All lines that hold the string "InvalidHex" should be copied. Find them in the listing below.

━━━━━━━━━━━━━━━━

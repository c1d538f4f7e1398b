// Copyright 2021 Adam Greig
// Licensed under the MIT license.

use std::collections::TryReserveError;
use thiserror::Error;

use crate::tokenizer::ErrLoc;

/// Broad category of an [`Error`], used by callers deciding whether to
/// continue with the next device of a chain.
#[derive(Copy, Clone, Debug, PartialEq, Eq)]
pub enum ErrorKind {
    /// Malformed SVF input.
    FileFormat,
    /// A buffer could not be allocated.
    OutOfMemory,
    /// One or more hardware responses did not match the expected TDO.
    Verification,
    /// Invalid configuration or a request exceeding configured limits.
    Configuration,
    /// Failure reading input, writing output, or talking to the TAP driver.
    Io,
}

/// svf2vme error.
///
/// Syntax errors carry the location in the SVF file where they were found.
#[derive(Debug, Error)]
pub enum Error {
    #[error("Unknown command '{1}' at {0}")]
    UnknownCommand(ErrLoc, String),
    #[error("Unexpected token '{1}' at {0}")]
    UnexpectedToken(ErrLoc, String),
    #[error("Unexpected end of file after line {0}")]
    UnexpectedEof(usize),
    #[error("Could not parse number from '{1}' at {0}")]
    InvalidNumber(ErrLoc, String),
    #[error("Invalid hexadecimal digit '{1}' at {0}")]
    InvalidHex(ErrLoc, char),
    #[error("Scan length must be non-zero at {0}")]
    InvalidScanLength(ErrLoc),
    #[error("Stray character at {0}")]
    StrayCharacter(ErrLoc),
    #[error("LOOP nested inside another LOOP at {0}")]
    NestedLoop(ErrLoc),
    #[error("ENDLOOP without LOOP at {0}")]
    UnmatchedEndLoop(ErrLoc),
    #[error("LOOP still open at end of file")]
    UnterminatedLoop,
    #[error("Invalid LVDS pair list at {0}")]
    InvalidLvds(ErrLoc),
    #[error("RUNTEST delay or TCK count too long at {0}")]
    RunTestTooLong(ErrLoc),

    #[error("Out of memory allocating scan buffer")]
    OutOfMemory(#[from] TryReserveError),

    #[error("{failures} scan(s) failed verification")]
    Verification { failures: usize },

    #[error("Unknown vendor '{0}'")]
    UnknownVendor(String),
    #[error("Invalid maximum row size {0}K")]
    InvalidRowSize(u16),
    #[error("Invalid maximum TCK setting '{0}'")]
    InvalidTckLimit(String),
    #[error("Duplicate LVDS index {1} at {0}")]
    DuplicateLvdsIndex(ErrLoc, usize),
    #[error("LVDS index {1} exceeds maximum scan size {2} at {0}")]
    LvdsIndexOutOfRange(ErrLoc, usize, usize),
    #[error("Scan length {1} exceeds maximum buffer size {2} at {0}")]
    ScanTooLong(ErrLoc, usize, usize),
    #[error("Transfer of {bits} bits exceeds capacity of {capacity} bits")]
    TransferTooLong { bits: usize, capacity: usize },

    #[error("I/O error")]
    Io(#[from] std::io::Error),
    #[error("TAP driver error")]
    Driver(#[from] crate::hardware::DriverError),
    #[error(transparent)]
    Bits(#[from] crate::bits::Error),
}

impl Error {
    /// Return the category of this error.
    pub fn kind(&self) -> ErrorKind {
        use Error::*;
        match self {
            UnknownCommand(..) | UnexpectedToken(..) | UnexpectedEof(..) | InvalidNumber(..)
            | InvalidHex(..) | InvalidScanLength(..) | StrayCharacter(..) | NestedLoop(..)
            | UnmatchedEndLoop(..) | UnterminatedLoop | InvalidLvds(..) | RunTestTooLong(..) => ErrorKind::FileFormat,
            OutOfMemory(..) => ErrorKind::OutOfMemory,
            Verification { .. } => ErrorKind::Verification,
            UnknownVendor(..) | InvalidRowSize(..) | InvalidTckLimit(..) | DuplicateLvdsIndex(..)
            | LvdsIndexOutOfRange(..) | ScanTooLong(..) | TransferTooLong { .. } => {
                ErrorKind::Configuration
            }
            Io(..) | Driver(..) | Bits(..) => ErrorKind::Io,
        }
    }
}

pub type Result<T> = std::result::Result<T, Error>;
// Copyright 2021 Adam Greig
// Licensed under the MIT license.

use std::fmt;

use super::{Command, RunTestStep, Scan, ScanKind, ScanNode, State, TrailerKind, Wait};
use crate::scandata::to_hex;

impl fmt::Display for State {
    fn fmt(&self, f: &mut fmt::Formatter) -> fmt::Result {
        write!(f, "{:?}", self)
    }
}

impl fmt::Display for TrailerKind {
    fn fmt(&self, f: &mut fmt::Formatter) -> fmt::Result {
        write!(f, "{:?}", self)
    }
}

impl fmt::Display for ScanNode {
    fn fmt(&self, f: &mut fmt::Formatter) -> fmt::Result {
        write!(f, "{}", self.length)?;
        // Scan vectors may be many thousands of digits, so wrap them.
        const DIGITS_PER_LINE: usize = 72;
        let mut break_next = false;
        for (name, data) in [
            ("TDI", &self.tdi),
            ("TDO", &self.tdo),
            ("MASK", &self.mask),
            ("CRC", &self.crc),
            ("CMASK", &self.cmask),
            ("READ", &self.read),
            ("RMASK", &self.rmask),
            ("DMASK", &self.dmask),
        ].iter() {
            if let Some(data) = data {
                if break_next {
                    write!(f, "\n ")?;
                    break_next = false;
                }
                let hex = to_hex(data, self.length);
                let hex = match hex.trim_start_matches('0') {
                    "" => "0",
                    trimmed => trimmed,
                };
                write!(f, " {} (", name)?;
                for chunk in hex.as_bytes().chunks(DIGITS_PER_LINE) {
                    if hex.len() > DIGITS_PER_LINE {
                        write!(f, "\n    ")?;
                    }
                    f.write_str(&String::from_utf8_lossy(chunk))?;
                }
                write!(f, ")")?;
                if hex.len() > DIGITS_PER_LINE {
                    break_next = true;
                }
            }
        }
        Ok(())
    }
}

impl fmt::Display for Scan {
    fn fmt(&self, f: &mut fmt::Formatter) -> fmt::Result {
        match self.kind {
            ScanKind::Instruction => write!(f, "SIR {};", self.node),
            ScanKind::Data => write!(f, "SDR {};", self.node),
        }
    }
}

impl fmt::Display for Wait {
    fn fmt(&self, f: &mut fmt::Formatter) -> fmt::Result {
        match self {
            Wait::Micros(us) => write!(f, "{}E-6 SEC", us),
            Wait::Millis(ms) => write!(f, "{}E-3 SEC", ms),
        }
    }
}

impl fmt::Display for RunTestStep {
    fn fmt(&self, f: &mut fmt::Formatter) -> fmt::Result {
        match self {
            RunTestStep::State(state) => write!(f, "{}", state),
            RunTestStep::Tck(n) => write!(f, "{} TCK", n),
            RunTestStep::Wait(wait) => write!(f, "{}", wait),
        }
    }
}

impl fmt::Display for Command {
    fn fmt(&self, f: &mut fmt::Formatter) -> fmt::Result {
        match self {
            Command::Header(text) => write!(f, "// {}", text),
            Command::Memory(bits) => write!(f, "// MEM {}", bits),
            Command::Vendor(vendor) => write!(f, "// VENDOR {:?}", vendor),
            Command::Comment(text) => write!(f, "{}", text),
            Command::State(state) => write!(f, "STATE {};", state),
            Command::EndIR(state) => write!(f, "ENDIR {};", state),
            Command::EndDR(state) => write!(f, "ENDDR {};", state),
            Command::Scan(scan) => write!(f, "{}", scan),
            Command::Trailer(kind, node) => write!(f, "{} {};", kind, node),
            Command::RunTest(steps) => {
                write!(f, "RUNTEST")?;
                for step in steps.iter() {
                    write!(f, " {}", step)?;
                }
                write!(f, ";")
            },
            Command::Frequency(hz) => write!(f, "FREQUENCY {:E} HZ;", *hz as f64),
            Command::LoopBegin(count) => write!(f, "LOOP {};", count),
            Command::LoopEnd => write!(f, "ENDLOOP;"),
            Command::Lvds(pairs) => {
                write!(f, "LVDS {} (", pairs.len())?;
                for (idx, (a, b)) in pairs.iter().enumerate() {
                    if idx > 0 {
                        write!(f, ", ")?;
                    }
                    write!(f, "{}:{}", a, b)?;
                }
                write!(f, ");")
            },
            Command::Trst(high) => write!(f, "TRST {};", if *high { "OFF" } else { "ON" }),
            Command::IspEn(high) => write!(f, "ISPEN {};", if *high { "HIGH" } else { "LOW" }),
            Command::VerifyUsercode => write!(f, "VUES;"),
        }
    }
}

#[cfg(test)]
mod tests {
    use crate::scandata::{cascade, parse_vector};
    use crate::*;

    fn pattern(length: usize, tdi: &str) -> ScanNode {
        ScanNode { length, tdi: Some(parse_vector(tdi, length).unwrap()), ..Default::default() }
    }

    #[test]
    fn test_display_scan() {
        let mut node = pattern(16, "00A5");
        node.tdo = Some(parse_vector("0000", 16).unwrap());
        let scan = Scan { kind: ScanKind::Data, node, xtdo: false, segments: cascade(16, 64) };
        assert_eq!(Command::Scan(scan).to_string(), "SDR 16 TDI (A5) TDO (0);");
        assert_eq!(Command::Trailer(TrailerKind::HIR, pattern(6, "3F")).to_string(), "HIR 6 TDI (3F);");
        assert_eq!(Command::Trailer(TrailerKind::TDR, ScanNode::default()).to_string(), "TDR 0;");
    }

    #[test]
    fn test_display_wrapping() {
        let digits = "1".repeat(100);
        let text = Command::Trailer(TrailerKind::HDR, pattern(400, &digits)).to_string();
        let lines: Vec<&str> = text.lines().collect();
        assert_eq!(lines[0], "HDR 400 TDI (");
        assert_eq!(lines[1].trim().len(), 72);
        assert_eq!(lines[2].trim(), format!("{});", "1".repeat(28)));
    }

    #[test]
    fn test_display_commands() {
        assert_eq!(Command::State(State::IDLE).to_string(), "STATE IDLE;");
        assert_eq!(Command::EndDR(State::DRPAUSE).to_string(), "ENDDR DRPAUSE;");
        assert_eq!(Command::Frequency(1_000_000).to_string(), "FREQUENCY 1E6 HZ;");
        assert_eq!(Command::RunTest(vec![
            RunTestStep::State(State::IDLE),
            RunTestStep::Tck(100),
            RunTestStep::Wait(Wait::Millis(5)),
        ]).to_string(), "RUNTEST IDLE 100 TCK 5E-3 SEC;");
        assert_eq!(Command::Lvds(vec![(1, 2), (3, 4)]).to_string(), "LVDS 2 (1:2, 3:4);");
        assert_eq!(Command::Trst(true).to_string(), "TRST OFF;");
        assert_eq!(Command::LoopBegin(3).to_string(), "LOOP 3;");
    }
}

━━━━━━━━━━━━━━━━

§ **ANSWER TO THE EXERCISE**:
    InvalidHex(ErrLoc, char),
            | InvalidHex(..) | InvalidScanLength(..) | StrayCharacter(..) | NestedLoop(..)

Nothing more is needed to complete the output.